(Beginning of Records)

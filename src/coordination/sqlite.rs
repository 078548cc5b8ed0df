//! SQLite-backed coordination cache
//!
//! Every process opens the same database file. Conditional writes run inside
//! `BEGIN IMMEDIATE` transactions so check-and-write is atomic across processes.

use crate::coordination::traits::{CacheError, CacheResult, CoordinationCache};
use chrono::Utc;
use parking_lot::Mutex;
use rusqlite::{params, Connection, OptionalExtension, TransactionBehavior};
use std::collections::BTreeSet;
use std::path::Path;
use std::time::Duration;

const CACHE_SCHEMA_SQL: &str = r#"
CREATE TABLE IF NOT EXISTS cache_entries (
    key TEXT PRIMARY KEY,
    value TEXT NOT NULL,
    expires_at INTEGER
);

CREATE TABLE IF NOT EXISTS cache_members (
    set_key TEXT NOT NULL,
    member TEXT NOT NULL,
    PRIMARY KEY (set_key, member)
);
"#;

/// Coordination cache stored in a shared SQLite file
pub struct SqliteCache {
    conn: Mutex<Connection>,
}

impl SqliteCache {
    /// Opens or creates the cache database at `path`
    pub fn open(path: &Path) -> CacheResult<Self> {
        let conn = Connection::open(path)?;
        conn.busy_timeout(Duration::from_secs(5))?;
        conn.execute_batch("PRAGMA journal_mode = WAL; PRAGMA synchronous = NORMAL;")?;
        conn.execute_batch(CACHE_SCHEMA_SQL)?;
        Ok(Self {
            conn: Mutex::new(conn),
        })
    }

    pub fn open_in_memory() -> CacheResult<Self> {
        let conn = Connection::open_in_memory()?;
        conn.execute_batch(CACHE_SCHEMA_SQL)?;
        Ok(Self {
            conn: Mutex::new(conn),
        })
    }
}

fn now_ms() -> i64 {
    Utc::now().timestamp_millis()
}

fn expiry(ttl: Option<Duration>) -> Option<i64> {
    ttl.map(|ttl| now_ms() + ttl.as_millis() as i64)
}

impl CoordinationCache for SqliteCache {
    fn set_if_absent(&self, key: &str, value: &str, ttl: Option<Duration>) -> CacheResult<bool> {
        let mut conn = self.conn.lock();
        let tx = conn.transaction_with_behavior(TransactionBehavior::Immediate)?;
        tx.execute(
            "DELETE FROM cache_entries WHERE key = ?1 AND expires_at IS NOT NULL AND expires_at <= ?2",
            params![key, now_ms()],
        )?;
        let inserted = tx.execute(
            "INSERT OR IGNORE INTO cache_entries (key, value, expires_at) VALUES (?1, ?2, ?3)",
            params![key, value, expiry(ttl)],
        )?;
        tx.commit()?;
        Ok(inserted == 1)
    }

    fn get(&self, key: &str) -> CacheResult<Option<String>> {
        let conn = self.conn.lock();
        let value = conn
            .query_row(
                "SELECT value FROM cache_entries \
                 WHERE key = ?1 AND (expires_at IS NULL OR expires_at > ?2)",
                params![key, now_ms()],
                |row| row.get(0),
            )
            .optional()?;
        Ok(value)
    }

    fn set(&self, key: &str, value: &str, ttl: Option<Duration>) -> CacheResult<()> {
        let conn = self.conn.lock();
        conn.execute(
            "INSERT INTO cache_entries (key, value, expires_at) VALUES (?1, ?2, ?3)
             ON CONFLICT(key) DO UPDATE SET value = excluded.value, expires_at = excluded.expires_at",
            params![key, value, expiry(ttl)],
        )?;
        Ok(())
    }

    fn delete(&self, key: &str) -> CacheResult<bool> {
        let conn = self.conn.lock();
        let live: bool = conn.query_row(
            "SELECT EXISTS(SELECT 1 FROM cache_entries \
             WHERE key = ?1 AND (expires_at IS NULL OR expires_at > ?2))",
            params![key, now_ms()],
            |row| row.get(0),
        )?;
        conn.execute("DELETE FROM cache_entries WHERE key = ?1", params![key])?;
        Ok(live)
    }

    fn replace_if_equal(
        &self,
        key: &str,
        expected: &str,
        value: &str,
        ttl: Option<Duration>,
    ) -> CacheResult<bool> {
        let conn = self.conn.lock();
        let changed = conn.execute(
            "UPDATE cache_entries SET value = ?1, expires_at = ?2 \
             WHERE key = ?3 AND value = ?4 AND (expires_at IS NULL OR expires_at > ?5)",
            params![value, expiry(ttl), key, expected, now_ms()],
        )?;
        Ok(changed == 1)
    }

    fn delete_if_equal(&self, key: &str, expected: &str) -> CacheResult<bool> {
        let conn = self.conn.lock();
        let changed = conn.execute(
            "DELETE FROM cache_entries \
             WHERE key = ?1 AND value = ?2 AND (expires_at IS NULL OR expires_at > ?3)",
            params![key, expected, now_ms()],
        )?;
        Ok(changed == 1)
    }

    fn incr_by(&self, key: &str, delta: i64) -> CacheResult<i64> {
        let mut conn = self.conn.lock();
        let tx = conn.transaction_with_behavior(TransactionBehavior::Immediate)?;
        let now = now_ms();
        let current: Option<(String, Option<i64>)> = tx
            .query_row(
                "SELECT value, expires_at FROM cache_entries \
                 WHERE key = ?1 AND (expires_at IS NULL OR expires_at > ?2)",
                params![key, now],
                |row| Ok((row.get(0)?, row.get(1)?)),
            )
            .optional()?;

        let (current, expires_at) = match current {
            Some((value, expires_at)) => {
                let value = value.parse::<i64>().map_err(|_| CacheError::NotAnInteger {
                    key: key.to_string(),
                })?;
                (value, expires_at)
            }
            None => (0, None),
        };

        let next = current + delta;
        tx.execute(
            "INSERT INTO cache_entries (key, value, expires_at) VALUES (?1, ?2, ?3)
             ON CONFLICT(key) DO UPDATE SET value = excluded.value, expires_at = excluded.expires_at",
            params![key, next.to_string(), expires_at],
        )?;
        tx.commit()?;
        Ok(next)
    }

    fn add_member(&self, set_key: &str, member: &str) -> CacheResult<()> {
        let conn = self.conn.lock();
        conn.execute(
            "INSERT OR IGNORE INTO cache_members (set_key, member) VALUES (?1, ?2)",
            params![set_key, member],
        )?;
        Ok(())
    }

    fn remove_member(&self, set_key: &str, member: &str) -> CacheResult<()> {
        let conn = self.conn.lock();
        conn.execute(
            "DELETE FROM cache_members WHERE set_key = ?1 AND member = ?2",
            params![set_key, member],
        )?;
        Ok(())
    }

    fn members(&self, set_key: &str) -> CacheResult<BTreeSet<String>> {
        let conn = self.conn.lock();
        let mut stmt = conn.prepare("SELECT member FROM cache_members WHERE set_key = ?1")?;
        let members = stmt
            .query_map(params![set_key], |row| row.get(0))?
            .collect::<Result<BTreeSet<String>, _>>()?;
        Ok(members)
    }
}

(End of Records)

Problem:
Output all of the records exactly, with nothing omitted.

Task solution:
filename src/coordination/sqlite.rs
repository 078548cc5b8ed0df
//! SQLite-backed coordination cache
//!
//! Every process opens the same database file. Conditional writes run inside
//! `BEGIN IMMEDIATE` transactions so check-and-write is atomic across processes.

use crate::coordination::traits::{CacheError, CacheResult, CoordinationCache};
use chrono::Utc;
use parking_lot::Mutex;
use rusqlite::{params, Connection, OptionalExtension, TransactionBehavior};
use std::collections::BTreeSet;
use std::path::Path;
use std::time::Duration;

const CACHE_SCHEMA_SQL: &str = r#"
CREATE TABLE IF NOT EXISTS cache_entries (
    key TEXT PRIMARY KEY,
    value TEXT NOT NULL,
    expires_at INTEGER
);

CREATE TABLE IF NOT EXISTS cache_members (
    set_key TEXT NOT NULL,
    member TEXT NOT NULL,
    PRIMARY KEY (set_key, member)
);
"#;

/// Coordination cache stored in a shared SQLite file
pub struct SqliteCache {
    conn: Mutex<Connection>,
}

impl SqliteCache {
    /// Opens or creates the cache database at `path`
    pub fn open(path: &Path) -> CacheResult<Self> {
        let conn = Connection::open(path)?;
        conn.busy_timeout(Duration::from_secs(5))?;
        conn.execute_batch("PRAGMA journal_mode = WAL; PRAGMA synchronous = NORMAL;")?;
        conn.execute_batch(CACHE_SCHEMA_SQL)?;
        Ok(Self {
            conn: Mutex::new(conn),
        })
    }

    pub fn open_in_memory() -> CacheResult<Self> {
        let conn = Connection::open_in_memory()?;
        conn.execute_batch(CACHE_SCHEMA_SQL)?;
        Ok(Self {
            conn: Mutex::new(conn),
        })
    }
}

fn now_ms() -> i64 {
    Utc::now().timestamp_millis()
}

fn expiry(ttl: Option<Duration>) -> Option<i64> {
    ttl.map(|ttl| now_ms() + ttl.as_millis() as i64)
}

impl CoordinationCache for SqliteCache {
    fn set_if_absent(&self, key: &str, value: &str, ttl: Option<Duration>) -> CacheResult<bool> {
        let mut conn = self.conn.lock();
        let tx = conn.transaction_with_behavior(TransactionBehavior::Immediate)?;
        tx.execute(
            "DELETE FROM cache_entries WHERE key = ?1 AND expires_at IS NOT NULL AND expires_at <= ?2",
            params![key, now_ms()],
        )?;
        let inserted = tx.execute(
            "INSERT OR IGNORE INTO cache_entries (key, value, expires_at) VALUES (?1, ?2, ?3)",
            params![key, value, expiry(ttl)],
        )?;
        tx.commit()?;
        Ok(inserted == 1)
    }

    fn get(&self, key: &str) -> CacheResult<Option<String>> {
        let conn = self.conn.lock();
        let value = conn
            .query_row(
                "SELECT value FROM cache_entries \
                 WHERE key = ?1 AND (expires_at IS NULL OR expires_at > ?2)",
                params![key, now_ms()],
                |row| row.get(0),
            )
            .optional()?;
        Ok(value)
    }

    fn set(&self, key: &str, value: &str, ttl: Option<Duration>) -> CacheResult<()> {
        let conn = self.conn.lock();
        conn.execute(
            "INSERT INTO cache_entries (key, value, expires_at) VALUES (?1, ?2, ?3)
             ON CONFLICT(key) DO UPDATE SET value = excluded.value, expires_at = excluded.expires_at",
            params![key, value, expiry(ttl)],
        )?;
        Ok(())
    }

    fn delete(&self, key: &str) -> CacheResult<bool> {
        let conn = self.conn.lock();
        let live: bool = conn.query_row(
            "SELECT EXISTS(SELECT 1 FROM cache_entries \
             WHERE key = ?1 AND (expires_at IS NULL OR expires_at > ?2))",
            params![key, now_ms()],
            |row| row.get(0),
        )?;
        conn.execute("DELETE FROM cache_entries WHERE key = ?1", params![key])?;
        Ok(live)
    }

    fn replace_if_equal(
        &self,
        key: &str,
        expected: &str,
        value: &str,
        ttl: Option<Duration>,
    ) -> CacheResult<bool> {
        let conn = self.conn.lock();
        let changed = conn.execute(
            "UPDATE cache_entries SET value = ?1, expires_at = ?2 \
             WHERE key = ?3 AND value = ?4 AND (expires_at IS NULL OR expires_at > ?5)",
            params![value, expiry(ttl), key, expected, now_ms()],
        )?;
        Ok(changed == 1)
    }

    fn delete_if_equal(&self, key: &str, expected: &str) -> CacheResult<bool> {
        let conn = self.conn.lock();
        let changed = conn.execute(
            "DELETE FROM cache_entries \
             WHERE key = ?1 AND value = ?2 AND (expires_at IS NULL OR expires_at > ?3)",
            params![key, expected, now_ms()],
        )?;
        Ok(changed == 1)
    }

    fn incr_by(&self, key: &str, delta: i64) -> CacheResult<i64> {
        let mut conn = self.conn.lock();
        let tx = conn.transaction_with_behavior(TransactionBehavior::Immediate)?;
        let now = now_ms();
        let current: Option<(String, Option<i64>)> = tx
            .query_row(
                "SELECT value, expires_at FROM cache_entries \
                 WHERE key = ?1 AND (expires_at IS NULL OR expires_at > ?2)",
                params![key, now],
                |row| Ok((row.get(0)?, row.get(1)?)),
            )
            .optional()?;

        let (current, expires_at) = match current {
            Some((value, expires_at)) => {
                let value = value.parse::<i64>().map_err(|_| CacheError::NotAnInteger {
                    key: key.to_string(),
                })?;
                (value, expires_at)
            }
            None => (0, None),
        };

        let next = current + delta;
        tx.execute(
            "INSERT INTO cache_entries (key, value, expires_at) VALUES (?1, ?2, ?3)
             ON CONFLICT(key) DO UPDATE SET value = excluded.value, expires_at = excluded.expires_at",
            params![key, next.to_string(), expires_at],
        )?;
        tx.commit()?;
        Ok(next)
    }

    fn add_member(&self, set_key: &str, member: &str) -> CacheResult<()> {
        let conn = self.conn.lock();
        conn.execute(
            "INSERT OR IGNORE INTO cache_members (set_key, member) VALUES (?1, ?2)",
            params![set_key, member],
        )?;
        Ok(())
    }

    fn remove_member(&self, set_key: &str, member: &str) -> CacheResult<()> {
        let conn = self.conn.lock();
        conn.execute(
            "DELETE FROM cache_members WHERE set_key = ?1 AND member = ?2",
            params![set_key, member],
        )?;
        Ok(())
    }

    fn members(&self, set_key: &str) -> CacheResult<BTreeSet<String>> {
        let conn = self.conn.lock();
        let mut stmt = conn.prepare("SELECT member FROM cache_members WHERE set_key = ?1")?;
        let members = stmt
            .query_map(params![set_key], |row| row.get(0))?
            .collect::<Result<BTreeSet<String>, _>>()?;
        Ok(members)
    }
}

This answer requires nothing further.